|
Шариат сбивает иностранца с толку и от греха сторонишься иранских женщин, избегаешь у них и время спросить. Когда на улице по-восточному рано созревшие школьницы, поравнявшись, кидают тебе «хелло» и опьяняясь от своей храбрости хихикают за твоей спиной, чувствуешь себя такой же пугливой школьницей: как бы эти парни с бородками вокруг не подумали чего. Что я претендую на то, что запретили им.
16-летняя Марджан, тоже начала с «хелло» на пустынной жаркой улице в будний полдень. Но не юркнула мимо, а смотрела на меня, остановилась. Я откровенно трусил, я первый раз - за неделю в Иране - говорил с женщиной. Она с непонятным мне спокойствием разговаривала с мужчиной-иностранцем посреди провинциального городка. Марджан невысокая девушка со смышленым некрасивым лицом и большими глазами с такими белыми белками и черными зрачками, как у куклы-негра.
За 3 дня общения Марджан создала в моей голове параллельную реальность, в которой иранская женщина естественна и уверенна. И еще – задумчива, с чувством юмора, энергична, с пытливым умом.
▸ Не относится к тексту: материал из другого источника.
//! Agent registry commands: `agents` and `call-agent`.

use std::sync::Arc;

use anyhow::Result;

use switchboard::agents::AgentRegistry;
use switchboard::auth::TokenCache;
use switchboard::config::Config;
use switchboard::orchestrator::build_router;

/// List the configured agents.
pub(crate) fn cmd_agents(config: &Config) {
    let registry = AgentRegistry::new(config.agents.clone());
    if registry.is_empty() {
        println!("No agents configured.");
        return;
    }

    println!("Registered agents ({}):", registry.len());
    for target in registry.iter() {
        match &target.description {
            Some(description) => println!(
                "  {:<20} {}  {}",
                target.name, target.endpoint_id, description
            ),
            None => println!("  {:<20} {}", target.name, target.endpoint_id),
        }
    }
}

/// Invoke one agent through the router and print its normalized answer.
pub(crate) async fn cmd_call_agent(config: &Config, name: &str, prompt: &str) -> Result<()> {
    let router = build_router(config, Arc::new(TokenCache::new()))?;
    let result = router.invoke(name, prompt).await;
    println!("{}", result);
    if !result.is_ok() {
        anyhow::bail!("Invocation of '{}' failed", name);
    }
    Ok(())
}
//! Tool types for Switchboard
//!
//! Defines the `Tool` trait every model-callable tool implements, and the
//! `ToolContext` identifying the conversation a call runs in.

use async_trait::async_trait;
use serde_json::Value;

use crate::error::Result;

/// Trait that all tools must implement.
///
/// # Example
///
/// ```rust
/// use async_trait::async_trait;
/// use serde_json::Value;
/// use switchboard::tools::{Tool, ToolContext};
/// use switchboard::error::Result;
///
/// struct Ping;
///
/// #[async_trait]
/// impl Tool for Ping {
///     fn name(&self) -> &str { "ping" }
///     fn description(&self) -> &str { "Answers pong" }
///     fn parameters(&self) -> Value {
///         serde_json::json!({"type": "object", "properties": {}, "required": []})
///     }
///     async fn execute(&self, _args: Value, _ctx: &ToolContext) -> Result<String> {
///         Ok("pong".to_string())
///     }
/// }
/// ```
#[async_trait]
pub trait Tool: Send + Sync {
    /// Unique name the model uses to call the tool.
    fn name(&self) -> &str;

    /// Description sent to the model.
    fn description(&self) -> &str;

    /// JSON Schema of the arguments.
    fn parameters(&self) -> Value;

    /// Execute the tool. The returned text becomes the tool result turn.
    async fn execute(&self, args: Value, ctx: &ToolContext) -> Result<String>;
}

/// The conversation a tool call belongs to.
#[derive(Debug, Clone, Default, PartialEq, Eq)]
pub struct ToolContext {
    pub actor_id: Option<String>,
    pub session_id: Option<String>,
}

impl ToolContext {
    pub fn new() -> Self {
        Self::default()
    }

    /// Scope the context to one conversation.
    ///
    /// # Example
    /// ```
    /// use switchboard::tools::ToolContext;
    ///
    /// let ctx = ToolContext::new().with_conversation("u1", "s1");
    /// assert_eq!(ctx.actor_id.as_deref(), Some("u1"));
    /// ```
    pub fn with_conversation(mut self, actor_id: &str, session_id: &str) -> Self {
        self.actor_id = Some(actor_id.to_string());
        self.session_id = Some(session_id.to_string());
        self
    }
}

/// Read a required string argument.
pub(crate) fn required_str<'a>(args: &'a Value, key: &str) -> Result<&'a str> {
    args.get(key)
        .and_then(Value::as_str)
        .filter(|s| !s.trim().is_empty())
        .ok_or_else(|| crate::error::SwitchboardError::Tool(format!("Missing '{}' parameter", key)))
}
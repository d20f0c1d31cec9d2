//! Integration tests for Switchboard
//!
//! These tests verify that the components work together correctly:
//! configuration loading, routing over HTTP, memory persistence across
//! restarts and the HTTP entrypoint.

use std::sync::Arc;

use async_trait::async_trait;
use axum::routing::post;
use axum::{Json, Router};
use serde_json::{json, Value};
use tempfile::tempdir;

use switchboard::agents::{AgentRegistry, AgentRouter, AgentTarget, HttpAgentTransport};
use switchboard::config::{Config, MemoryBackend};
use switchboard::memory::{LocalMemoryStore, MemoryStore};
use switchboard::orchestrator::{InvokePayload, Orchestrator};
use switchboard::providers::{ChatOptions, LLMProvider, LLMResponse, ToolDefinition};
use switchboard::session::{Message, Role};
use switchboard::tools::{RetrieveMemoriesTool, Tool, ToolContext};

// ============================================================================
// Configuration
// ============================================================================

#[test]
fn test_config_file_round_trip() {
    let dir = tempdir().unwrap();
    let path = dir.path().join("config.json");
    std::fs::write(
        &path,
        r#"{
            "server": {"port": 9090},
            "orchestrator": {"max_tool_iterations": 4},
            "runtime": {"base_url": "http://localhost:7000", "qualifier": "PROD"},
            "agents": [
                {"name": "calculator", "endpoint_id": "arn:aws:bedrock-agentcore:eu-central-1:123:runtime/calc", "description": "Arithmetic"},
                {"name": "writer", "endpoint_id": "writer-1"}
            ],
            "memory": {"backend": "disabled"}
        }"#,
    )
    .unwrap();

    let config = Config::load_from_path(&path).unwrap();
    config.validate().unwrap();
    assert_eq!(config.server.port, 9090);
    assert_eq!(config.orchestrator.max_tool_iterations, 4);
    assert_eq!(config.orchestrator.default_actor_id, "my-user-id");
    assert_eq!(config.runtime.qualifier, "PROD");
    assert_eq!(config.agents.len(), 2);
    assert_eq!(config.agents[0].description.as_deref(), Some("Arithmetic"));
    assert_eq!(config.memory.backend, MemoryBackend::Disabled);
    assert!(config.gateway.is_none());
}

#[test]
fn test_duplicate_agents_rejected() {
    let mut config = Config::default();
    config.agents = vec![
        AgentTarget::new("calculator", "a"),
        AgentTarget::new("calculator", "b"),
    ];
    assert!(config.validate().is_err());
}

// ============================================================================
// Routing over HTTP
// ============================================================================

async fn spawn_echo_runtime() -> String {
    let app = Router::new().route(
        "/runtimes/{endpoint_id}/invocations",
        post(|Json(body): Json<Value>| async move {
            Json(json!({"message": {"content": [{"text": format!("echo {}", body["prompt"].as_str().unwrap_or_default())}]}}))
        }),
    );
    let listener = tokio::net::TcpListener::bind("127.0.0.1:0").await.unwrap();
    let addr = listener.local_addr().unwrap();
    tokio::spawn(async move {
        axum::serve(listener, app).await.unwrap();
    });
    format!("http://{}", addr)
}

#[tokio::test]
async fn test_router_with_http_transport() {
    let base = spawn_echo_runtime().await;
    let transport = HttpAgentTransport::new(reqwest::Client::new(), &base, "DEFAULT");
    let registry = AgentRegistry::new(vec![AgentTarget::new(
        "echo",
        "arn:aws:bedrock-agentcore:eu-central-1:123:runtime/echo",
    )]);
    let router = AgentRouter::new(registry, Arc::new(transport));

    let result = router.invoke("echo", "ping").await;
    assert!(result.is_ok());
    assert_eq!(result.to_string(), "echo ping");
}

#[tokio::test]
async fn test_unreachable_runtime() {
    // Bind then drop, leaving a port nobody listens on.
    let listener = tokio::net::TcpListener::bind("127.0.0.1:0").await.unwrap();
    let addr = listener.local_addr().unwrap();
    drop(listener);

    let transport =
        HttpAgentTransport::new(reqwest::Client::new(), &format!("http://{}", addr), "DEFAULT");
    let router = AgentRouter::new(
        AgentRegistry::new(vec![AgentTarget::new("echo", "echo-1")]),
        Arc::new(transport),
    );
    let result = router.invoke("echo", "ping").await;
    assert!(result.to_string().starts_with("Error (RemoteInvocationError): "));
}

// ============================================================================
// Memory persistence
// ============================================================================

struct FixedProvider;

#[async_trait]
impl LLMProvider for FixedProvider {
    fn name(&self) -> &str {
        "fixed"
    }

    fn default_model(&self) -> &str {
        "fixed-model"
    }

    async fn chat(
        &self,
        messages: Vec<Message>,
        _tools: Vec<ToolDefinition>,
        _model: Option<&str>,
        _options: ChatOptions,
    ) -> switchboard::Result<LLMResponse> {
        let users = messages.iter().filter(|m| m.role == Role::User).count();
        Ok(LLMResponse::text(&format!("seen {} user turns", users)))
    }
}

#[tokio::test]
async fn test_history_survives_restart() {
    let dir = tempdir().unwrap();
    let mut config = Config::default();
    config.memory.path = Some(dir.path().join("memory.json").to_string_lossy().into_owned());

    {
        let orchestrator = Orchestrator::with_provider(&config, Arc::new(FixedProvider))
            .await
            .unwrap();
        let response = orchestrator
            .invoke(InvokePayload::new("first").with_session_id("s1"))
            .await;
        assert!(response.is_ok());
    }

    let orchestrator = Orchestrator::with_provider(&config, Arc::new(FixedProvider))
        .await
        .unwrap();
    let response = orchestrator
        .invoke(InvokePayload::new("second").with_session_id("s1"))
        .await;
    assert_eq!(
        serde_json::to_value(&response).unwrap(),
        json!({"result": "seen 2 user turns"})
    );

    // Another session of the same actor starts fresh.
    let response = orchestrator
        .invoke(InvokePayload::new("third").with_session_id("s2"))
        .await;
    assert_eq!(
        serde_json::to_value(&response).unwrap(),
        json!({"result": "seen 1 user turns"})
    );

    let store = LocalMemoryStore::open(dir.path().join("memory.json"))
        .await
        .unwrap();
    let turns = store.get_last_k_turns("my-user-id", "s1", 10).await.unwrap();
    let contents: Vec<_> = turns.iter().map(|t| t.content.as_str()).collect();
    assert_eq!(
        contents,
        vec!["first", "seen 1 user turns", "second", "seen 2 user turns"]
    );
}

#[tokio::test]
async fn test_retrieve_memories_tool_over_store() {
    let store = Arc::new(LocalMemoryStore::ephemeral());
    store
        .record_turn("u1", "s1", "The project deadline is Friday", Role::User)
        .await
        .unwrap();
    let tool = RetrieveMemoriesTool::new(store, 5);

    let ctx = ToolContext::new().with_conversation("u1", "s2");
    let out = tool
        .execute(json!({"query": "when is the deadline"}), &ctx)
        .await
        .unwrap();
    assert_eq!(out, "1. The project deadline is Friday");
}

// ============================================================================
// HTTP entrypoint
// ============================================================================

#[tokio::test]
async fn test_entrypoint_over_tcp() {
    let mut config = Config::default();
    config.memory.ephemeral = true;
    let orchestrator = Arc::new(
        Orchestrator::with_provider(&config, Arc::new(FixedProvider))
            .await
            .unwrap(),
    );

    let listener = tokio::net::TcpListener::bind("127.0.0.1:0").await.unwrap();
    let addr = listener.local_addr().unwrap();
    let app = switchboard::server::create_app(orchestrator);
    tokio::spawn(async move {
        axum::serve(listener, app).await.unwrap();
    });

    let client = reqwest::Client::new();
    let ping: Value = client
        .get(format!("http://{}/ping", addr))
        .send()
        .await
        .unwrap()
        .json()
        .await
        .unwrap();
    assert_eq!(ping, json!({"status": "Healthy"}));

    let response: Value = client
        .post(format!("http://{}/invocations", addr))
        .json(&json!({"input": "hello"}))
        .send()
        .await
        .unwrap()
        .json()
        .await
        .unwrap();
    assert_eq!(response, json!({"result": "seen 1 user turns"}));
}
Марджан искренне и естественно верующая. Ей не интересно говорить о вере, думаю, как нам о центральном отоплении: оно очень важно, но чего о нём говорить. Молится ли она 7 раз в день? Марджан вздыхает, очаровательно закатывает глаза: нет, к сожалению, далеко не всегда. Кажется, она уверена, что старый Аллах не сможет на нее долго сердиться.
Ей неловко обсуждать власть. Обо всем остальном мы говорили очень много.
Отец Марджан солидный рабочий в производстве ковров, он очень любит Марджан, он на зарплату построил дом с патио. Мать тоже любит Марджан, она сидит дома и крайне расширительно трактует запреты ислама, все время ругает Марджан. Во вторую нашу встречу Марджан одела самую строгую черную монашескую одежду до пят– не из-за меня, а просто, чтобы мама видела «that I am good girl». Еще есть старший брат, где-то в университете. Марджан любит семью, любит патио, любит свою комнату, любит бога, любит своего лучшего frienda – в смысле, свою лучшую подругу.. Марджан хочет стать биологом, учится и работает, она постоянно занята, на встречи прибегает с опозданием, запыхавшись. Под черными покровами – джинсы, молодежная сумка через плечо. Подрабатывает она «продавцом-консультантом» в скучнейшем магазинчике одежды за зарплату в 100$. Вообще в Марджан сочетается уверенность взрослого самодостаточного человека с подростковыми чертами: с ЖЖ, разукрашенным портретами гламурных западных девушек, с уверенностью, что главным человеком в ее жизни останется ее лучшая подруга.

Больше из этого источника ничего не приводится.